I decided to do some target shooting. Just to double check that my scope was adjusted properly and to make sure I could hit what I was shooting at and, as I lined up the cross hairs on the target and pulled the trigger….I MISSED?!?!?!? I was stunned to say the least, well, except that I had bumped the rifle scope recently and was a little concerned that my sights were possibly off. So, I make some adjustments, another couple shots, still not there. A few more adjustments and a few more shots and finally I was back on zero. Now, if I aim, then I will hit what I shoot at and that is pretty important.
Great! You may be thinking, but why do I care? You ask yourselves. Well, as I realized that even though I thought I was on target I actually wasn’t and despite my efforts I was missing the mark. That made me think about times that I thought I was missing the mark in my life. THINKING I was doing the right thing, that I was doing all the things right to reach goals or targets, I sometimes didn’t make it. And, that applies not only to my life, but also to my Christian life. OK, I should say semi-Christian as I was “only sinning a little” and still believed in God, Jesus as the son of God and that He died for my sins, but I was not living a proper Christian life. I was allowing worldly measurements to set my goals. I one uses the wrong measuring system, they will not hit the target at which they are aiming. Oh, they will hit a target, but not the one that they should have hit. Even though one THINKS they are aiming well and proper, if one’s sight is not on Christ, whatever they hit will not be what God intends. If one is seeking something, but not the right thing, they won’t be truly blessed, even if they get what they think they want.

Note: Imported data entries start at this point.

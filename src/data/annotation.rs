//! Text annotations: string key/value metadata attached to data rows.
//!
//! Annotations are the join key of the iteration-step builder and part of the
//! cache fingerprint, so an [`AnnotationSet`] keeps its keys sorted and unique.

use crate::cache::fingerprint::FingerprintBuilder;
use crate::error::{EngineError, Result};
use serde::{Deserialize, Serialize};
use std::collections::BTreeMap;

/// A single `key = value` annotation.
#[derive(Debug, Clone, PartialEq, Eq, Hash, Serialize, Deserialize)]
pub struct TextAnnotation {
    pub key: String,
    pub value: String,
}

impl TextAnnotation {
    pub fn new(key: impl Into<String>, value: impl Into<String>) -> Self {
        Self {
            key: key.into(),
            value: value.into(),
        }
    }
}

/// How same-key annotations are resolved when rows are combined.
#[derive(Debug, Clone, Copy, PartialEq, Eq, Default, Serialize, Deserialize)]
pub enum AnnotationMergeMode {
    /// Keep the first-seen value and record the conflict.
    #[default]
    Merge,
    /// Later values replace earlier ones.
    OverwriteExisting,
    /// Incoming annotations are dropped entirely.
    Discard,
}

/// Two different values were offered for the same key.
#[derive(Debug, Clone, PartialEq, Eq)]
pub struct AnnotationConflict {
    pub key: String,
    pub kept: String,
    pub rejected: String,
}

/// Unique-key annotation map. Cloning always deep-copies.
#[derive(Debug, Clone, Default, PartialEq, Eq, Hash, Serialize, Deserialize)]
#[serde(transparent)]
pub struct AnnotationSet {
    entries: BTreeMap<String, String>,
}

impl AnnotationSet {
    pub fn new() -> Self {
        Self::default()
    }

    /// Build a set from a list, rejecting duplicate keys.
    pub fn from_annotations(annotations: impl IntoIterator<Item = TextAnnotation>) -> Result<Self> {
        let mut entries = BTreeMap::new();
        for annotation in annotations {
            if entries.contains_key(&annotation.key) {
                return Err(EngineError::DuplicateAnnotationKey(annotation.key));
            }
            entries.insert(annotation.key, annotation.value);
        }
        Ok(Self { entries })
    }

    pub fn get(&self, key: &str) -> Option<&str> {
        self.entries.get(key).map(String::as_str)
    }

    pub fn contains_key(&self, key: &str) -> bool {
        self.entries.contains_key(key)
    }

    pub fn len(&self) -> usize {
        self.entries.len()
    }

    pub fn is_empty(&self) -> bool {
        self.entries.is_empty()
    }

    pub fn keys(&self) -> impl Iterator<Item = &str> {
        self.entries.keys().map(String::as_str)
    }

    pub fn iter(&self) -> impl Iterator<Item = (&str, &str)> {
        self.entries.iter().map(|(k, v)| (k.as_str(), v.as_str()))
    }

    pub fn to_vec(&self) -> Vec<TextAnnotation> {
        self.iter().map(|(k, v)| TextAnnotation::new(k, v)).collect()
    }

    /// Insert or replace a single annotation.
    pub fn set(&mut self, key: impl Into<String>, value: impl Into<String>) {
        self.entries.insert(key.into(), value.into());
    }

    pub fn remove(&mut self, key: &str) -> Option<String> {
        self.entries.remove(key)
    }

    /// Merge one annotation, returning a conflict if `Merge` kept an older value.
    pub fn merge_one(
        &mut self,
        annotation: &TextAnnotation,
        mode: AnnotationMergeMode,
    ) -> Option<AnnotationConflict> {
        match mode {
            AnnotationMergeMode::Discard => None,
            AnnotationMergeMode::OverwriteExisting => {
                self.entries
                    .insert(annotation.key.clone(), annotation.value.clone());
                None
            }
            AnnotationMergeMode::Merge => match self.entries.get(&annotation.key) {
                Some(existing) if existing != &annotation.value => Some(AnnotationConflict {
                    key: annotation.key.clone(),
                    kept: existing.clone(),
                    rejected: annotation.value.clone(),
                }),
                Some(_) => None,
                None => {
                    self.entries
                        .insert(annotation.key.clone(), annotation.value.clone());
                    None
                }
            },
        }
    }

    /// Merge another set into this one, collecting conflicts.
    pub fn merge_from(
        &mut self,
        other: &AnnotationSet,
        mode: AnnotationMergeMode,
    ) -> Vec<AnnotationConflict> {
        let mut conflicts = Vec::new();
        for (key, value) in other.iter() {
            if let Some(conflict) = self.merge_one(&TextAnnotation::new(key, value), mode) {
                conflicts.push(conflict);
            }
        }
        conflicts
    }

    pub(crate) fn feed(&self, builder: &mut FingerprintBuilder) {
        builder.push("annotations", &self.entries.len().to_string());
        for (key, value) in &self.entries {
            builder.push(key, value);
        }
    }
}

impl FromIterator<(String, String)> for AnnotationSet {
    fn from_iter<I: IntoIterator<Item = (String, String)>>(iter: I) -> Self {
        Self {
            entries: iter.into_iter().collect(),
        }
    }
}

#[cfg(test)]
mod tests {
    use super::*;

    fn set(pairs: &[(&str, &str)]) -> AnnotationSet {
        pairs
            .iter()
            .map(|(k, v)| (k.to_string(), v.to_string()))
            .collect()
    }

    #[test]
    fn test_duplicate_keys_rejected() {
        let result = AnnotationSet::from_annotations(vec![
            TextAnnotation::new("x", "1"),
            TextAnnotation::new("x", "2"),
        ]);
        assert!(matches!(result, Err(EngineError::DuplicateAnnotationKey(k)) if k == "x"));
    }

    #[test]
    fn test_merge_keeps_first_and_flags_conflict() {
        let mut merged = set(&[("x", "1")]);
        let conflicts = merged.merge_from(&set(&[("x", "2"), ("y", "3")]), AnnotationMergeMode::Merge);
        assert_eq!(merged.get("x"), Some("1"));
        assert_eq!(merged.get("y"), Some("3"));
        assert_eq!(conflicts.len(), 1);
        assert_eq!(conflicts[0].rejected, "2");
    }

    #[test]
    fn test_same_value_is_not_a_conflict() {
        let mut merged = set(&[("x", "1")]);
        let conflicts = merged.merge_from(&set(&[("x", "1")]), AnnotationMergeMode::Merge);
        assert!(conflicts.is_empty());
    }

    #[test]
    fn test_overwrite_existing() {
        let mut merged = set(&[("x", "1")]);
        let conflicts =
            merged.merge_from(&set(&[("x", "2")]), AnnotationMergeMode::OverwriteExisting);
        assert!(conflicts.is_empty());
        assert_eq!(merged.get("x"), Some("2"));
    }

    #[test]
    fn test_discard() {
        let mut merged = set(&[("x", "1")]);
        merged.merge_from(&set(&[("x", "2"), ("y", "3")]), AnnotationMergeMode::Discard);
        assert_eq!(merged.len(), 1);
        assert_eq!(merged.get("x"), Some("1"));
    }

    #[test]
    fn test_clone_is_deep() {
        let original = set(&[("x", "1")]);
        let mut copy = original.clone();
        copy.set("x", "changed");
        assert_eq!(original.get("x"), Some("1"));
    }
}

But seek ye first the kingdom of God, and his righteousness; and all these things shall be added unto you. Matthew 6:33
If one’s sight/vision, one’s eyes, are not on the right target or if they are not seeing things in the way Jesus would have us see, then we are full of darkness, we do not hit the target He plans for us.
22 The light of the body is the eye: if therefore thine eye be single, thy whole body shall be full of light.
23 But if thine eye be evil, thy whole body shall be full of darkness. If therefore the light that is in thee be darkness, how great is that darkness!
3 Brethren, I count not myself to have apprehended: but [this] one thing [I do], forgetting those things which are behind, and reaching forth unto those things which are before,
14 I press toward the mark for the prize of the high calling of God in Christ Jesus.
15 Let us therefore, as many as be perfect, be thus minded: and if in any thing ye be otherwise minded, God shall reveal even this unto you.
God has a plan for us, to see things properly and not through worldly eyes, to have our sights properly aligned on the RIGHT target. We need set our sights on Christ and we will hit the bullseye every time and in accordance with His perfect plan.
For I know the thoughts that I think toward you, saith the LORD, thoughts of peace, and not of evil, to give you an expected end. Jeremiah 29:11
Dear Lord, I worship You and praise You for all You have done for me. I thank You for the blessings I have received, for the better understanding You give me on how You want us to think and see. I pray in the name of Jesus that I keep my sight true, that I seek the proper target and that I do not miss the mark. That I remember the target, the goal and that I stay on the path You want me to follow and I not get my vision, my sights off and You guide my steps as You wish to get me to the expected end, the bullseye, life eternal with Christ. I pray You draw us all closer and teach us all how to keep our sight true and on You. Please, help my loved ones see Your truth and to come to know You, Your will and Your way for them. Help them turn away from the wrong goals so that they may live the way You wish them to live and to serve You. I thank You for helping me better understand You and your wishes for me. I praise You for caring so much about me that You sent Your own Son to suffer and die on the cross that I have forgiveness and salvation.
My apologies for sparse posts recently, seems there has been a lot going on and no matter how I try, I haven’t been able to sit down long enough to write a good post. Sometimes, I wonder if they are good. I know they are good for me to think things out and putting words on paper (so to speak) helps me better organize my thoughts. I hope somehow they are a blessing to someone else as well. Please, have a blessed day and try to be a blessing to someone else too.